Your answer should consist of all lines in the listing that hold the word "maps".
Start of RECORDS TO USE
use std::marker::PhantomData;
use std::sync::Arc;
use log::debug;
use parking_lot::RwLock;

use crate::common::types::PageId;
use crate::index::hash::bucket_page::HashBucket;
use crate::index::hash::directory_page::{HashDirectory, MAX_GLOBAL_DEPTH};
use crate::index::hash::error::HashIndexError;
use crate::index::hash::key::{FixedLenCodec, KeyHasher, XxKeyHasher};
use crate::storage::buffer::error::BufferPoolError;
use crate::storage::buffer::BufferPoolManager;

/// Extendible hash index over buffer-pool pages.
///
/// One directory page maps the low `global_depth` bits of a key's hash to a
/// bucket page; buckets split (doubling the directory when needed) as they
/// fill and merge with their buddy (halving the directory when possible) as
/// they empty. The `(key, value)` pair is the unit of uniqueness, so one key
/// may map to several values.
///
/// Concurrency is a single table-wide reader/writer latch: lookups share the
/// read side, every mutation takes the write side.
pub struct ExtendibleHashTable<K, V, H = XxKeyHasher> {
    buffer_pool: Arc<BufferPoolManager>,
    directory_page_id: PageId,
    hasher: H,
    bucket_capacity: usize,
    table_latch: RwLock<()>,
    _marker: PhantomData<(K, V)>,
}

impl<K, V, H> ExtendibleHashTable<K, V, H>
where
    K: FixedLenCodec,
    V: FixedLenCodec,
    H: KeyHasher<K>,
{
    /// Create a table whose buckets use the full page capacity
    pub fn new(buffer_pool: Arc<BufferPoolManager>, hasher: H) -> Result<Self, HashIndexError> {
        let capacity = HashBucket::<K, V>::max_slots();
        Self::with_bucket_capacity(buffer_pool, hasher, capacity)
    }

    /// Create a table with a reduced bucket capacity. Mainly useful for
    /// exercising splits and merges without filling whole pages.
    pub fn with_bucket_capacity(
        buffer_pool: Arc<BufferPoolManager>,
        hasher: H,
        bucket_capacity: usize,
    ) -> Result<Self, HashIndexError> {
        let bucket_capacity = bucket_capacity.clamp(1, HashBucket::<K, V>::max_slots());

        let (directory_page, directory_page_id) = Self::allocate_page(&buffer_pool)?;
        let (bucket_page, bucket_page_id) = match Self::allocate_page(&buffer_pool) {
            Ok(pair) => pair,
            Err(e) => {
                buffer_pool.unpin_page(directory_page_id, false)?;
                return Err(e);
            }
        };

        let mut directory = HashDirectory::new();
        directory.set_bucket_page_id(0, bucket_page_id);
        {
            let mut guard = directory_page.write();
            directory.encode(&mut guard);
        }
        {
            let mut guard = bucket_page.write();
            HashBucket::<K, V>::new(bucket_capacity).encode(&mut guard);
        }

        buffer_pool.unpin_page(directory_page_id, true)?;
        buffer_pool.unpin_page(bucket_page_id, true)?;

        Ok(Self {
            buffer_pool,
            directory_page_id,
            hasher,
            bucket_capacity,
            table_latch: RwLock::new(()),
            _marker: PhantomData,
        })
    }

    /// Collect every value stored under `key`
    pub fn get(&self, key: &K) -> Result<Vec<V>, HashIndexError> {
        let _guard = self.table_latch.read();

        let directory = self.read_directory()?;
        let bucket_page_id = self.bucket_page_for(&directory, key);
        let bucket = self.read_bucket(bucket_page_id)?;

        Ok(bucket.get_value(key))
    }

    /// Insert a key/value pair. Returns `false` when the exact pair is
    /// already present.
    pub fn insert(&self, key: &K, value: &V) -> Result<bool, HashIndexError> {
        let _guard = self.table_latch.write();
        self.insert_locked(key, value)
    }

    /// Remove the exact key/value pair. Returns `false` when absent.
    pub fn remove(&self, key: &K, value: &V) -> Result<bool, HashIndexError> {
        let _guard = self.table_latch.write();

        let directory_page = self.buffer_pool.fetch_page(self.directory_page_id)?;
        let mut directory = {
            let guard = directory_page.read();
            HashDirectory::decode(&guard)
        };

        let idx = self.directory_index(&directory, key);
        let bucket_page_id = directory.bucket_page_id(idx);

        let bucket_page = self.buffer_pool.fetch_page(bucket_page_id)?;
        let mut bucket = {
            let guard = bucket_page.read();
            HashBucket::<K, V>::decode(&guard, self.bucket_capacity)
        };

        let removed = bucket.remove(key, value);
        if removed {
            let mut guard = bucket_page.write();
            bucket.encode(&mut guard);
        }

        if bucket.is_empty() {
            let depth = directory.local_depth(idx);
            if depth > 0 {
                let buddy = directory.split_image_index(idx);
                if directory.local_depth(buddy) == depth {
                    self.merge(&mut directory, idx, bucket_page_id);
                    {
                        let mut guard = directory_page.write();
                        directory.encode(&mut guard);
                    }

                    // Retire the dead bucket page once its pin is released
                    self.buffer_pool.unpin_page(bucket_page_id, removed)?;
                    self.buffer_pool.flush_page(bucket_page_id)?;
                    self.buffer_pool.delete_page(bucket_page_id)?;
                    self.buffer_pool.unpin_page(self.directory_page_id, true)?;
                    return Ok(removed);
                }
            }
        }

        self.buffer_pool.unpin_page(bucket_page_id, removed)?;
        self.buffer_pool.unpin_page(self.directory_page_id, false)?;
        Ok(removed)
    }

    /// Current global depth of the directory
    pub fn global_depth(&self) -> Result<u32, HashIndexError> {
        let _guard = self.table_latch.read();
        let directory = self.read_directory()?;
        Ok(directory.global_depth())
    }

    /// Assert the directory's structural invariants; panics on violation
    pub fn verify_integrity(&self) -> Result<(), HashIndexError> {
        let _guard = self.table_latch.read();
        let directory = self.read_directory()?;
        directory.verify_integrity();
        Ok(())
    }

    fn insert_locked(&self, key: &K, value: &V) -> Result<bool, HashIndexError> {
        let directory = self.read_directory()?;
        let bucket_page_id = self.bucket_page_for(&directory, key);

        let bucket_page = self.buffer_pool.fetch_page(bucket_page_id)?;
        let mut bucket = {
            let guard = bucket_page.read();
            HashBucket::<K, V>::decode(&guard, self.bucket_capacity)
        };

        if !bucket.is_full() {
            let inserted = bucket.insert(key, value);
            if inserted {
                let mut guard = bucket_page.write();
                bucket.encode(&mut guard);
            }
            self.buffer_pool.unpin_page(bucket_page_id, inserted)?;
            return Ok(inserted);
        }

        self.buffer_pool.unpin_page(bucket_page_id, false)?;
        self.split_insert(key, value)
    }

    /// Split the overfull bucket the key maps to, then retry the insert.
    ///
    /// Recurses while the redistributed entries keep landing on one side;
    /// each round strictly increases the bucket's local depth, so the
    /// recursion is bounded by the maximum directory depth.
    fn split_insert(&self, key: &K, value: &V) -> Result<bool, HashIndexError> {
        let directory_page = self.buffer_pool.fetch_page(self.directory_page_id)?;
        let mut directory = {
            let guard = directory_page.read();
            HashDirectory::decode(&guard)
        };

        let idx = self.directory_index(&directory, key);
        let old_page_id = directory.bucket_page_id(idx);
        let old_depth = directory.local_depth(idx);

        if old_depth >= MAX_GLOBAL_DEPTH {
            // Every usable hash bit already distinguishes this bucket; the
            // remaining keys collide on all of them
            self.buffer_pool.unpin_page(self.directory_page_id, false)?;
            return Ok(false);
        }

        let old_page = self.buffer_pool.fetch_page(old_page_id)?;
        let mut old_bucket = {
            let guard = old_page.read();
            HashBucket::<K, V>::decode(&guard, self.bucket_capacity)
        };

        let (new_page, new_page_id) = match self.buffer_pool.new_page() {
            Ok(pair) => pair,
            Err(BufferPoolError::BufferPoolFull) => {
                self.buffer_pool.unpin_page(old_page_id, false)?;
                self.buffer_pool.unpin_page(self.directory_page_id, false)?;
                return Err(HashIndexError::OutOfMemory);
            }
            Err(e) => {
                self.buffer_pool.unpin_page(old_page_id, false)?;
                self.buffer_pool.unpin_page(self.directory_page_id, false)?;
                return Err(e.into());
            }
        };

        directory.incr_local_depth(idx);

        if directory.local_depth(idx) > directory.global_depth() {
            let old_size = directory.size();
            directory.incr_global_depth();
            for i in old_size..directory.size() {
                directory.set_bucket_page_id(i, directory.bucket_page_id(i - old_size));
                directory.set_local_depth(i, directory.local_depth(i - old_size) as u8);
            }
            debug!(
                "hash directory doubled to global depth {}",
                directory.global_depth()
            );
        }

        // Repoint every slot in the split bucket's depth class: bit
        // `old_depth` of the slot index now chooses between old and new page
        let low_mask = (1usize << old_depth) - 1;
        for i in 0..directory.size() {
            if (i ^ idx) & low_mask == 0 {
                directory.set_local_depth(i, (old_depth + 1) as u8);
                if (i >> old_depth) & 1 == 1 {
                    directory.set_bucket_page_id(i, new_page_id);
                } else {
                    directory.set_bucket_page_id(i, old_page_id);
                }
            }
        }

        // Move the entries whose hash now selects the new bucket
        let mut new_bucket = HashBucket::<K, V>::new(self.bucket_capacity);
        for (k, v) in old_bucket.readable_entries() {
            if self.bucket_page_for(&directory, &k) == new_page_id {
                old_bucket.remove(&k, &v);
                new_bucket.insert(&k, &v);
            }
        }
        debug!(
            "split bucket page {} into {} at local depth {}",
            old_page_id,
            new_page_id,
            old_depth + 1
        );

        {
            let mut guard = old_page.write();
            old_bucket.encode(&mut guard);
        }
        {
            let mut guard = new_page.write();
            new_bucket.encode(&mut guard);
        }
        self.buffer_pool.unpin_page(old_page_id, true)?;
        self.buffer_pool.unpin_page(new_page_id, true)?;

        {
            let mut guard = directory_page.write();
            directory.encode(&mut guard);
        }
        self.buffer_pool.unpin_page(self.directory_page_id, true)?;

        // Retry now that the entries are spread over two buckets
        self.insert_locked(key, value)
    }

    /// Fold the empty bucket into its buddy and shrink the directory while
    /// the top bit is unused
    fn merge(&self, directory: &mut HashDirectory, idx: usize, dead_page_id: PageId) {
        let buddy = directory.split_image_index(idx);
        let buddy_page_id = directory.bucket_page_id(buddy);

        for i in 0..directory.size() {
            if directory.bucket_page_id(i) == dead_page_id {
                directory.set_bucket_page_id(i, buddy_page_id);
                directory.decr_local_depth(i);
            } else if directory.bucket_page_id(i) == buddy_page_id {
                directory.decr_local_depth(i);
            }
        }

        while directory.can_shrink() {
            directory.decr_global_depth();
        }
        debug!(
            "merged bucket page {} into {}, global depth now {}",
            dead_page_id,
            buddy_page_id,
            directory.global_depth()
        );
    }

    fn directory_index(&self, directory: &HashDirectory, key: &K) -> usize {
        (self.hasher.hash_key(key) & directory.global_depth_mask()) as usize
    }

    fn bucket_page_for(&self, directory: &HashDirectory, key: &K) -> PageId {
        directory.bucket_page_id(self.directory_index(directory, key))
    }

    /// Fetch and decode the directory page, releasing the pin immediately;
    /// the table latch keeps the decoded image current
    fn read_directory(&self) -> Result<HashDirectory, HashIndexError> {
        let page = self.buffer_pool.fetch_page(self.directory_page_id)?;
        let directory = {
            let guard = page.read();
            HashDirectory::decode(&guard)
        };
        self.buffer_pool.unpin_page(self.directory_page_id, false)?;
        Ok(directory)
    }

    fn read_bucket(&self, bucket_page_id: PageId) -> Result<HashBucket<K, V>, HashIndexError> {
        let page = self.buffer_pool.fetch_page(bucket_page_id)?;
        let bucket = {
            let guard = page.read();
            HashBucket::<K, V>::decode(&guard, self.bucket_capacity)
        };
        self.buffer_pool.unpin_page(bucket_page_id, false)?;
        Ok(bucket)
    }

    fn allocate_page(
        buffer_pool: &BufferPoolManager,
    ) -> Result<(crate::common::types::PagePtr, PageId), HashIndexError> {
        match buffer_pool.new_page() {
            Ok(pair) => Ok(pair),
            Err(BufferPoolError::BufferPoolFull) => Err(HashIndexError::OutOfMemory),
            Err(e) => Err(e.into()),
        }
    }
}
End of RECORDS TO USE
REPLY TO THE TASK —
/// One directory page maps the low `global_depth` bits of a key's hash to a
    /// Split the overfull bucket the key maps to, then retry the insert.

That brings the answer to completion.